* [Problem statement]
Search the listing for the string "Default" and copy every line that contains it.

◇ ◇ ◇ ◇

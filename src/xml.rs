//! Minimal XML-to-tree parsing with namespace stripping.
//!
//! Both legacy inputs (the hierarchy document and each record fragment) are
//! small enough to hold as a navigable tree once isolated; the streaming
//! concern lives in [`crate::stream`], not here.

use anyhow::{bail, Context, Result};
use quick_xml::events::Event;
use quick_xml::reader::Reader;
use rustc_hash::FxHashMap;
use std::fs;
use std::path::Path;

/// One element of a parsed document: name, attributes, children, and the
/// concatenated trimmed text content. Element and attribute names have any
/// namespace prefix stripped.
#[derive(Debug, Clone, Default)]
pub struct XmlNode {
    pub name: String,
    pub attrs: FxHashMap<String, String>,
    pub children: Vec<XmlNode>,
    pub text: String,
}

impl XmlNode {
    pub fn attr(&self, name: &str) -> Option<&str> {
        self.attrs.get(name).map(String::as_str)
    }

    pub fn child(&self, name: &str) -> Option<&XmlNode> {
        self.children.iter().find(|c| c.name == name)
    }

    pub fn children_named<'a>(&'a self, name: &'a str) -> impl Iterator<Item = &'a XmlNode> {
        self.children.iter().filter(move |c| c.name == name)
    }

    /// Trimmed text of a named child; `None` when the child is absent or
    /// holds only whitespace.
    pub fn child_text(&self, name: &str) -> Option<&str> {
        self.child(name)
            .map(|c| c.text.trim())
            .filter(|t| !t.is_empty())
    }

    /// Boolean-ish field: present iff the child is, true iff its text is
    /// "true" (case-insensitive).
    pub fn child_flag(&self, name: &str) -> Option<bool> {
        self.child_text(name)
            .map(|t| t.eq_ignore_ascii_case("true"))
    }
}

/// Strips a namespace prefix from an element or attribute name.
fn local_name(raw: &[u8]) -> String {
    let raw = match raw.iter().rposition(|&b| b == b':') {
        Some(pos) => &raw[pos + 1..],
        None => raw,
    };
    String::from_utf8_lossy(raw).into_owned()
}

fn is_xmlns(key: &[u8]) -> bool {
    key == b"xmlns" || key.starts_with(b"xmlns:")
}

fn node_from_start(e: &quick_xml::events::BytesStart<'_>) -> Result<XmlNode> {
    let mut node = XmlNode {
        name: local_name(e.name().as_ref()),
        ..Default::default()
    };
    for attr in e.attributes() {
        let attr = attr.context("Malformed attribute")?;
        if is_xmlns(attr.key.as_ref()) {
            continue;
        }
        let value = attr.unescape_value().context("Malformed attribute value")?;
        node.attrs
            .insert(local_name(attr.key.as_ref()), value.into_owned());
    }
    Ok(node)
}

/// Parses one well-formed document (or fragment) into its root node.
pub fn parse_fragment(xml: &str) -> Result<XmlNode> {
    let mut reader = Reader::from_reader(xml.as_bytes());
    let mut stack: Vec<XmlNode> = Vec::new();
    let mut buf = Vec::new();

    loop {
        match reader.read_event_into(&mut buf)? {
            Event::Start(e) => {
                stack.push(node_from_start(&e)?);
            }
            Event::Empty(e) => {
                let node = node_from_start(&e)?;
                match stack.last_mut() {
                    Some(parent) => parent.children.push(node),
                    None => return Ok(node),
                }
            }
            Event::End(_) => {
                let node = stack.pop().context("Unbalanced closing tag")?;
                match stack.last_mut() {
                    Some(parent) => parent.children.push(node),
                    None => return Ok(node),
                }
            }
            Event::Text(t) => {
                if let Some(top) = stack.last_mut() {
                    let text = t.unescape().context("Malformed text content")?;
                    push_text(top, &text);
                }
            }
            Event::CData(t) => {
                if let Some(top) = stack.last_mut() {
                    let text = String::from_utf8_lossy(&t.into_inner()).into_owned();
                    push_text(top, &text);
                }
            }
            Event::Eof => break,
            _ => {}
        }
        buf.clear();
    }

    bail!("No root element found in fragment");
}

fn push_text(node: &mut XmlNode, text: &str) {
    let trimmed = text.trim();
    if trimmed.is_empty() {
        return;
    }
    if !node.text.is_empty() {
        node.text.push(' ');
    }
    node.text.push_str(trimmed);
}

/// Parses a whole document from disk. The hierarchy document is small, so
/// it is read eagerly; the record stream never goes through this path.
pub fn parse_file(path: &str) -> Result<XmlNode> {
    let xml = fs::read_to_string(Path::new(path))
        .with_context(|| format!("Failed to read XML document: {}", path))?;
    parse_fragment(&xml).with_context(|| format!("Failed to parse XML document: {}", path))
}

#[cfg(test)]
mod tests {
    use super::*;

    #[test]
    fn parses_nested_elements() {
        let root = parse_fragment("<a><b x=\"1\"><c>hi</c></b></a>").unwrap();
        assert_eq!(root.name, "a");
        let b = root.child("b").unwrap();
        assert_eq!(b.attr("x"), Some("1"));
        assert_eq!(b.child_text("c"), Some("hi"));
    }

    #[test]
    fn strips_namespaces() {
        let root =
            parse_fragment("<ns:a xmlns:ns=\"urn:x\" ns:id=\"7\"><ns:b>v</ns:b></ns:a>").unwrap();
        assert_eq!(root.name, "a");
        assert_eq!(root.attr("id"), Some("7"));
        assert_eq!(root.child_text("b"), Some("v"));
        assert!(root.attrs.get("xmlns").is_none());
    }

    #[test]
    fn self_closing_root() {
        let root = parse_fragment("<a id=\"x\"/>").unwrap();
        assert_eq!(root.name, "a");
        assert_eq!(root.attr("id"), Some("x"));
        assert!(root.children.is_empty());
    }

    #[test]
    fn whitespace_only_text_is_missing() {
        let root = parse_fragment("<a><b>  </b></a>").unwrap();
        assert_eq!(root.child_text("b"), None);
    }

    #[test]
    fn child_flag_parses_booleans() {
        let root = parse_fragment("<a><t>TRUE</t><f>no</f></a>").unwrap();
        assert_eq!(root.child_flag("t"), Some(true));
        assert_eq!(root.child_flag("f"), Some(false));
        assert_eq!(root.child_flag("missing"), None);
    }

    #[test]
    fn entities_unescaped() {
        let root = parse_fragment("<a>Fish &amp; Chips</a>").unwrap();
        assert_eq!(root.text, "Fish & Chips");
    }

    #[test]
    fn multiple_children_same_name() {
        let root = parse_fragment("<a><b i=\"0\"/><b i=\"1\"/></a>").unwrap();
        let ids: Vec<_> = root
            .children_named("b")
            .map(|c| c.attr("i").unwrap())
            .collect();
        assert_eq!(ids, vec!["0", "1"]);
    }

    #[test]
    fn unbalanced_fragment_is_error() {
        assert!(parse_fragment("<a><b></a>").is_err());
    }
}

◇ ◇ ◇ ◇

* [Answer section]
#[derive(Debug, Clone, Default)]
        ..Default::default()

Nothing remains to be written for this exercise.